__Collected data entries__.
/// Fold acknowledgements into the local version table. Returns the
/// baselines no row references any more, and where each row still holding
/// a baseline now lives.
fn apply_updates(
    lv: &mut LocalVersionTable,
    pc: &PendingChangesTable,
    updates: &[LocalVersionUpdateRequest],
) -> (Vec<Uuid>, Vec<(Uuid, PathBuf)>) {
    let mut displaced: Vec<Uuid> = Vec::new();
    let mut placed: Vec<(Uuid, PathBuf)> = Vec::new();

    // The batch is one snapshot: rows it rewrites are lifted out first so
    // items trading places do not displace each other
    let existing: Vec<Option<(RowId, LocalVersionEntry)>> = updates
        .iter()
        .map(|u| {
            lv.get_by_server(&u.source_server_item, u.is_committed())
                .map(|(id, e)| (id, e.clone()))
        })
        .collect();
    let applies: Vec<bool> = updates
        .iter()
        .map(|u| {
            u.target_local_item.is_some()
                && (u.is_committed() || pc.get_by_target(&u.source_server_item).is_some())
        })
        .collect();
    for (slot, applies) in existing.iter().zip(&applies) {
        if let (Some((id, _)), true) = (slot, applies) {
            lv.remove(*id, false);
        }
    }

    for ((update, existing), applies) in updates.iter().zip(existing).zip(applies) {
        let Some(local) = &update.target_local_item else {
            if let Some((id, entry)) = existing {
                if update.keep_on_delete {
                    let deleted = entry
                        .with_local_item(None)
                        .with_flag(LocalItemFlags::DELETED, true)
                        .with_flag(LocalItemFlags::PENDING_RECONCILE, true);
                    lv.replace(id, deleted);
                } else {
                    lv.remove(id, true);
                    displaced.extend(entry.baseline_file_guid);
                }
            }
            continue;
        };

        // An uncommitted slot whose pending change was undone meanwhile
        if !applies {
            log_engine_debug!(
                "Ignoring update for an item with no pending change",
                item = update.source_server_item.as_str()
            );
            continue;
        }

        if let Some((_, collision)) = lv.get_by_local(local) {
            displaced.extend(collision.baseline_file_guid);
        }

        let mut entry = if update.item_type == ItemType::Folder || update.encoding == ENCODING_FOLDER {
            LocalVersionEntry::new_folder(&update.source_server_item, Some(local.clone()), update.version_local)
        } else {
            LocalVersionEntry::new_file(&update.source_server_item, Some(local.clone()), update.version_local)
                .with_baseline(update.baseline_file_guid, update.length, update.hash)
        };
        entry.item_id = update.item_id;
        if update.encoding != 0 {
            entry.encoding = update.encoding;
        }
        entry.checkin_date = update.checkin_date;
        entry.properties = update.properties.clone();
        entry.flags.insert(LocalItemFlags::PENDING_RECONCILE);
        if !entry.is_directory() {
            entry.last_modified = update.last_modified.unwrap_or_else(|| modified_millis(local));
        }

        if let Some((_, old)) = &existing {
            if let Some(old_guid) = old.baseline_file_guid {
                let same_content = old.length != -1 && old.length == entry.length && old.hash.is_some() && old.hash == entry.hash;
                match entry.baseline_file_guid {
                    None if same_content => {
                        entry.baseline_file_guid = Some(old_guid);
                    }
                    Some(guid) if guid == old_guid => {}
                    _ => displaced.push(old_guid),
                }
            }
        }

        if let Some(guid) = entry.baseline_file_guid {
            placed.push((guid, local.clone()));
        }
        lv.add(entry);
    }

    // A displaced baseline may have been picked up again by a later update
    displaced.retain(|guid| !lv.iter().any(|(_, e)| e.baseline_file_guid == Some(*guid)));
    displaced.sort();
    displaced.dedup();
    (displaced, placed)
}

__Instructions to follow__. List every line from the entries above in which "None" appears.

__Task output__.
                        .with_local_item(None)
                    None if same_content => {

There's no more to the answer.